National Longitudinal Survey of Children and Youth (NLSCY)

Detailed information for 2002-2003 (Cycle 5)




Every 2 years

Record number:


The National Longitudinal Survey of Children and Youth (NLSCY) is a long-term study of Canadian children that follows their development and well-being from birth to early adulthood. The study is designed to collect information about factors influencing a child's social, emotional and behavioural development and to monitor the impact of these factors on the child's development over time.

Data release - February 21, 2005


The National Longitudinal Survey of Children and Youth (NLSCY) is a long-term study of Canadian children that follows their development and well-being from birth to early adulthood. The NLSCY began in 1994 and is jointly conducted by Statistics Canada and Human Resources and Skills Development Canada (HRSDC), formerly known as Human Resources Development Canada (HRDC).

The study is designed to collect information about factors influencing a child's social, emotional and behavioural development and to monitor the impact of these factors on the child's development over time.

The survey covers a comprehensive range of topics including the health of children, information on their physical development, learning and behaviour as well as data on their social environment (family, friends, schools and communities).

Information from the NLSCY is being used by a variety of people at all levels of government, at universities, and policy-making organizations.


  • Child development and behaviour
  • Children and youth
  • Education
  • Education, training and learning
  • Health and well-being (youth)

Data sources and methodology

Target population

The target population comprises the non-institutionalized civilian population (aged 0 to 11 at the time of their selection) in Canada's 10 provinces. The survey excludes children living on Indian reserves or Crown lands, residents of institutions, full-time members of the Canadian Armed Forces, and residents of some remote regions.

Instrument design

All questionnaires were developed in coordination with HRSDC and an expert advisory group. All instruments were tested in focus groups and pilot surveys prior to collection.

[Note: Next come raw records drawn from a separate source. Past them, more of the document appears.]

//! Bearer token signing and verification.

use chrono::{DateTime, Duration, Utc};
use jsonwebtoken::{Algorithm, DecodingKey, EncodingKey, Header, Validation, decode, encode};
use thiserror::Error;

use super::{ClaimSet, Claims, Role};

/// Token codec failures, in the order verification checks for them.
#[derive(Debug, Clone, PartialEq, Eq, Error)]
pub enum TokenError {
    /// Bad signature, wrong algorithm or not a JWT at all.
    #[error("malformed token: {0}")]
    Malformed(String),

    #[error("token expired")]
    Expired,

    /// Signature is fine but a required claim is missing.
    #[error("token payload is missing required claims")]
    InvalidPayload,

    /// Signature is fine but the role is outside the role enumeration.
    #[error("token role is not recognised: {0}")]
    InvalidRole(String),

    #[error("failed to sign token: {0}")]
    Signing(String),
}

/// HS256 token codec.
///
/// Verification is a pure function of the token, the secret and the current
/// time; nothing is cached between calls.
#[derive(Clone)]
pub struct TokenCodec {
    encoding_key: EncodingKey,
    decoding_key: DecodingKey,
    ttl: Duration,
    validation: Validation,
}

impl TokenCodec {
    pub fn new(secret: &str, ttl_secs: i64) -> Self {
        let mut validation = Validation::new(Algorithm::HS256);
        // Expiry is checked by `verify_at` so that a well-signed but expired
        // token is reported as such and no leeway is applied.
        validation.validate_exp = false;
        validation.validate_nbf = false;
        validation.validate_aud = false;
        validation.leeway = 0;
        validation.required_spec_claims.clear();

        Self {
            encoding_key: EncodingKey::from_secret(secret.as_bytes()),
            decoding_key: DecodingKey::from_secret(secret.as_bytes()),
            ttl: Duration::seconds(ttl_secs),
            validation,
        }
    }

    /// Token lifetime applied by [`TokenCodec::issue`].
    pub fn ttl(&self) -> Duration {
        self.ttl
    }

    /// Issue a token for `subject_id` expiring after the configured lifetime.
    pub fn issue(&self, subject_id: &str, role: Role) -> Result<String, TokenError> {
        let now = Utc::now();
        let claims = Claims::new(
            subject_id,
            role,
            now.timestamp(),
            (now + self.ttl).timestamp(),
        );
        self.sign(&claims)
    }

    /// Sign an arbitrary payload. Nothing about the payload is checked.
    pub fn sign(&self, claims: &Claims) -> Result<String, TokenError> {
        encode(&Header::new(Algorithm::HS256), claims, &self.encoding_key)
            .map_err(|e| TokenError::Signing(e.to_string()))
    }

    /// Verify a token against the current time.
    pub fn verify(&self, token: &str) -> Result<ClaimSet, TokenError> {
        self.verify_at(token, Utc::now())
    }

    /// Verify a token as of `now`.
    ///
    /// Checks run in a fixed order: signature and structure, expiry,
    /// required claims, role membership.
    pub fn verify_at(&self, token: &str, now: DateTime<Utc>) -> Result<ClaimSet, TokenError> {
        let claims = decode::<Claims>(token, &self.decoding_key, &self.validation)
            .map_err(|e| TokenError::Malformed(e.to_string()))?
            .claims;

        if claims.exp.is_some_and(|exp| exp <= now.timestamp()) {
            return Err(TokenError::Expired);
        }

        let subject_id = claims
            .sub
            .filter(|sub| !sub.is_empty())
            .ok_or(TokenError::InvalidPayload)?;
        let role = claims
            .role
            .filter(|role| !role.is_null() && role.as_str() != Some(""))
            .ok_or(TokenError::InvalidPayload)?;
        let expires_at = claims
            .exp
            .and_then(|exp| DateTime::from_timestamp(exp, 0))
            .ok_or(TokenError::InvalidPayload)?;
        let issued_at = claims.iat.and_then(|iat| DateTime::from_timestamp(iat, 0));

        let role = match role.as_str() {
            Some(name) => name
                .parse::<Role>()
                .map_err(|_| TokenError::InvalidRole(name.to_string()))?,
            None => return Err(TokenError::InvalidRole(role.to_string())),
        };

        Ok(ClaimSet {
            subject_id,
            role,
            issued_at,
            expires_at,
        })
    }
}

impl std::fmt::Debug for TokenCodec {
    fn fmt(&self, f: &mut std::fmt::Formatter<'_>) -> std::fmt::Result {
        f.debug_struct("TokenCodec")
            .field("ttl", &self.ttl)
            .finish_non_exhaustive()
    }
}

This is a sample survey with a longitudinal design.

The NLSCY is a longitudinal survey consisting of several longitudinal and cross-sectional samples. The longitudinal samples are representative of the original longitudinal populations (i.e., the populations at the time of sample selection). Cross-sectional weights are provided when an age cohort can also be considered to be representative of a cross-sectional population.

The longitudinal sample at Cycle 5 consists of three cohorts. The first cohort consists of children aged 0 to 11 at the time of their selection at Cycle 1 in 1994, who are 8-19 at Cycle 5. They will remain in the survey until they reach the age of 25. The second cohort is made up of children aged 0 to 1 at the time of their selection at Cycle 3 in 1998, who are 4-5 at Cycle 5. It is their final cycle in NLSCY. The third cohort consists of children aged 0 to 1 at the time of their selection at Cycle 4 in 2000, who are 2-3 at Cycle 5. These children will be interviewed one more time in Cycle 6.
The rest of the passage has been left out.